++++ Records ++++

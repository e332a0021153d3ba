use thiserror::Error;

#[derive(Error, Debug)]
pub enum AuthError {
    #[error("Configuration error: {0}")]
    Configuration(String),

    #[error("Relay error: {0}")]
    Relay(#[from] crate::client::RelayClientError),
}

impl From<config::ConfigError> for AuthError {
    fn from(err: config::ConfigError) -> Self {
        AuthError::Configuration(err.to_string())
    }
}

++++

**Brief**
The answer must be the line containing "impl From<config::ConfigError> for" and every line after it to the end of the data, exactly as written.

**Task answer**
impl From<config::ConfigError> for AuthError {
    fn from(err: config::ConfigError) -> Self {
        AuthError::Configuration(err.to_string())
    }
}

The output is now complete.